Load Jupyter SQL extension

In [None]:
%load_ext sql

Set the maximum number of rows to be displayed to `None` (shows all rows)

In [None]:
%config SqlMagic.displaylimit = None

Connect to DuckDB database

In [None]:
%sql engine --alias connection

## Queries

### Question 1

**What is our user repeat rate? Repeat Rate = Users who purchased 2 or more times / users who purchased**

In [None]:
%%sql
WITH repeat_purchasers AS (
    SELECT user_id,
           COUNT(*) AS num_orders,
           True AS is_repeat_purchaser
    FROM stg_postgres_orders
    GROUP BY user_id
    HAVING num_orders >= 2
),
non_repeat_purchasers AS (
    SELECT user_id,
           COUNT(*) AS num_orders,
           False AS is_repeat_purchaser
    FROM stg_postgres_orders
    GROUP BY user_id
    HAVING num_orders = 1
),
repeat_purchaser_total AS (
    SELECT COUNT(*) AS num_repeat_purchasers
    FROM repeat_purchasers
),
non_repeat_purchaser_total AS (
    SELECT COUNT(*) AS num_non_repeat_purchasers
    FROM non_repeat_purchasers
),
repeat_purchaser_rate AS (
    SELECT *,
           (num_non_repeat_purchasers+num_repeat_purchasers) AS purchasers,
           100*num_repeat_purchasers/purchasers AS repeat_purchaser_rate
    FROM repeat_purchaser_total rp
    LEFT JOIN non_repeat_purchaser_total nrp
)
SELECT *
FROM repeat_purchaser_rate

### Question 2

**What are good indicators of a user who will likely purchase again? What about indicators of users who are likely NOT to purchase again? If you had more data, what features would you want to look into to answer this question? NOTE: This is a hypothetical question vs. something we can analyze in our Greenery data set.
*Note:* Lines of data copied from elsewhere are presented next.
//! Standard invariant checks.
//!
//! These invariants capture behavioral properties that must always hold.
//! They verify WHAT must be true, not specific test scenarios. History-based
//! checks restart at every [`Record::Hooked`], since hooking begins a new
//! controller lifetime.

use gatewatch_app::{ConnectionState, Screen};

use super::{ControllerSnapshot, Invariant, InvariantKind, InvariantResult, Record, Violation};
use crate::UiCall;

/// At most one reconnect timer is live, and it is the one the controller
/// considers pending.
pub struct AtMostOnePendingTimer;

impl Invariant for AtMostOnePendingTimer {
    fn kind(&self) -> InvariantKind {
        InvariantKind::AtMostOnePendingTimer
    }

    fn check(&self, state: &ControllerSnapshot) -> InvariantResult {
        if state.live_timers.len() > 1 {
            return Err(Violation {
                invariant: self.kind(),
                message: format!(
                    "{} live timers: {:?}",
                    state.live_timers.len(),
                    state.live_timers
                ),
            });
        }

        let live = state.live_timers.first().copied();
        if live != state.pending_reconnect {
            return Err(Violation {
                invariant: self.kind(),
                message: format!(
                    "live timer {live:?} but controller pending {:?}",
                    state.pending_reconnect
                ),
            });
        }
        Ok(())
    }
}

/// Initialization runs at most once per hook, and the controller's latch
/// agrees with the history.
pub struct SingleInitialization;

impl Invariant for SingleInitialization {
    fn kind(&self) -> InvariantKind {
        InvariantKind::SingleInitialization
    }

    fn check(&self, state: &ControllerSnapshot) -> InvariantResult {
        let mut count = 0usize;
        for (position, record) in state.history.iter().enumerate() {
            match record {
                Record::Hooked => count = 0,
                Record::Ui(UiCall::Initialize) => {
                    count += 1;
                    if count > 1 {
                        return Err(Violation {
                            invariant: self.kind(),
                            message: format!("initialized again at history position {position}"),
                        });
                    }
                },
                _ => {},
            }
        }

        if state.initialized != (count == 1) {
            return Err(Violation {
                invariant: self.kind(),
                message: format!(
                    "latch says initialized={} but history has {count} initializations",
                    state.initialized
                ),
            });
        }
        Ok(())
    }
}

/// The chat screen is never shown before initialization.
pub struct InitializedBeforeChat;

impl Invariant for InitializedBeforeChat {
    fn kind(&self) -> InvariantKind {
        InvariantKind::InitializedBeforeChat
    }

    fn check(&self, state: &ControllerSnapshot) -> InvariantResult {
        let mut initialized = false;
        for (position, record) in state.history.iter().enumerate() {
            match record {
                Record::Hooked => initialized = false,
                Record::Ui(UiCall::Initialize) => initialized = true,
                Record::Ui(UiCall::Chat) if !initialized => {
                    return Err(Violation {
                        invariant: self.kind(),
                        message: format!("chat shown uninitialized at history position {position}"),
                    });
                },
                _ => {},
            }
        }
        Ok(())
    }
}

/// No screen switch follows the login prompt.
pub struct LoginPromptTerminal;

impl Invariant for LoginPromptTerminal {
    fn kind(&self) -> InvariantKind {
        InvariantKind::LoginPromptTerminal
    }

    fn check(&self, state: &ControllerSnapshot) -> InvariantResult {
        let mut prompted = false;
        for (position, record) in state.history.iter().enumerate() {
            match record {
                Record::Hooked => prompted = false,
                Record::Ui(call) if call.is_screen() => {
                    if prompted {
                        return Err(Violation {
                            invariant: self.kind(),
                            message: format!(
                                "{call:?} after login prompt at history position {position}"
                            ),
                        });
                    }
                    prompted = *call == UiCall::Login;
                },
                _ => {},
            }
        }
        Ok(())
    }
}

/// The loading screen is never shown between a Connected event and the next
/// non-logout disconnect.
///
/// This is the debounce guarantee: a timer cancelled by Connected must not
/// flip the UI back to "Connecting" when its deadline passes.
pub struct NoLoadingWhileConnected;

impl Invariant for NoLoadingWhileConnected {
    fn kind(&self) -> InvariantKind {
        InvariantKind::NoLoadingWhileConnected
    }

    fn check(&self, state: &ControllerSnapshot) -> InvariantResult {
        let mut loading_allowed = true;
        let mut logged_out = false;

        for (position, record) in state.history.iter().enumerate() {
            match record {
                Record::Hooked => {
                    loading_allowed = true;
                    logged_out = false;
                },
                Record::Connected if !logged_out => loading_allowed = false,
                Record::Disconnected { logged_out: false } if !logged_out => loading_allowed = true,
                Record::Disconnected { logged_out: true } => logged_out = true,
                Record::Ui(UiCall::Loading) if !loading_allowed => {
                    return Err(Violation {
                        invariant: self.kind(),
                        message: format!(
                            "loading shown while connected at history position {position}"
                        ),
                    });
                },
                _ => {},
            }
        }
        Ok(())
    }
}

/// The controller's screen is the last screen the UI was asked to show, and
/// a connected controller is showing chat.
pub struct ScreenReflectsState;

impl Invariant for ScreenReflectsState {
    fn kind(&self) -> InvariantKind {
        InvariantKind::ScreenReflectsState
    }

    fn check(&self, state: &ControllerSnapshot) -> InvariantResult {
        let shown = state.ui_calls().filter_map(|call| match call {
            UiCall::Loading => Some(Screen::Loading),
            UiCall::Chat => Some(Screen::Chat),
            UiCall::Login => Some(Screen::LoginPrompt),
            _ => None,
        });
        let last_shown = shown.last();

        if last_shown != state.screen {
            return Err(Violation {
                invariant: self.kind(),
                message: format!(
                    "controller screen {:?} but UI last showed {last_shown:?}",
                    state.screen
                ),
            });
        }

        if state.connection_state == ConnectionState::Connected
            && state.screen != Some(Screen::Chat)
        {
            return Err(Violation {
                invariant: self.kind(),
                message: format!("connected while showing {:?}", state.screen),
            });
        }
        Ok(())
    }
}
Think about what exploratory analysis you would do to approach this question.**

#### Indicators of Users Who are Likely to Purchase Again

1. User has purchased frequently in trailing 3, 6, 12 months
2. Wheter user leaves/writes positive product reviews or leaves positive ratings (if applicable)
   - if product ratings can be left on the Greenery store site then users who have prevoiusly purchased and who write and/or react positively to (eg. like, thumbs up, etc.) those ratings are more likely to purchase again
3. Whether users are subscribers
   - similar to [Amazon's *Subscribe & Save Subscription*](https://www.amazon.ca/gp/help/customer/display.html?nodeId=GJ2LTMLFGGMH67M7)
4. Whether users frequently participate in promotions

#### Indicators of Users Who are Not Likely to Purchase Again

1. User metrics for behaviour on site are poor
   - bounce rate is high
   - time on site is low
   - views few product pages
   - high cart abandonment rate
2. Wheter user leaves/writes negative user reviews or leaves negative ratings (if applicable)
   - if product ratings can be left on the Greenery store site then users who have prevoiusly purchased but who write and/or react negatively to (eg. thumbs down, etc.) those ratings are less likely to purchase again
3. Poor experience with Greenery platform
   - frequent and long delays in receiving their orders
   - high product return rate
4. Whether users infrequently participate in promotions

#### Features to Look into with More Data

1. Past purchasing frequency (number of orders) of user
2. Whether user is subscriber
3. Past partitipation in promotions

## Disconnect

Close connection

In [None]:
%sql --close connection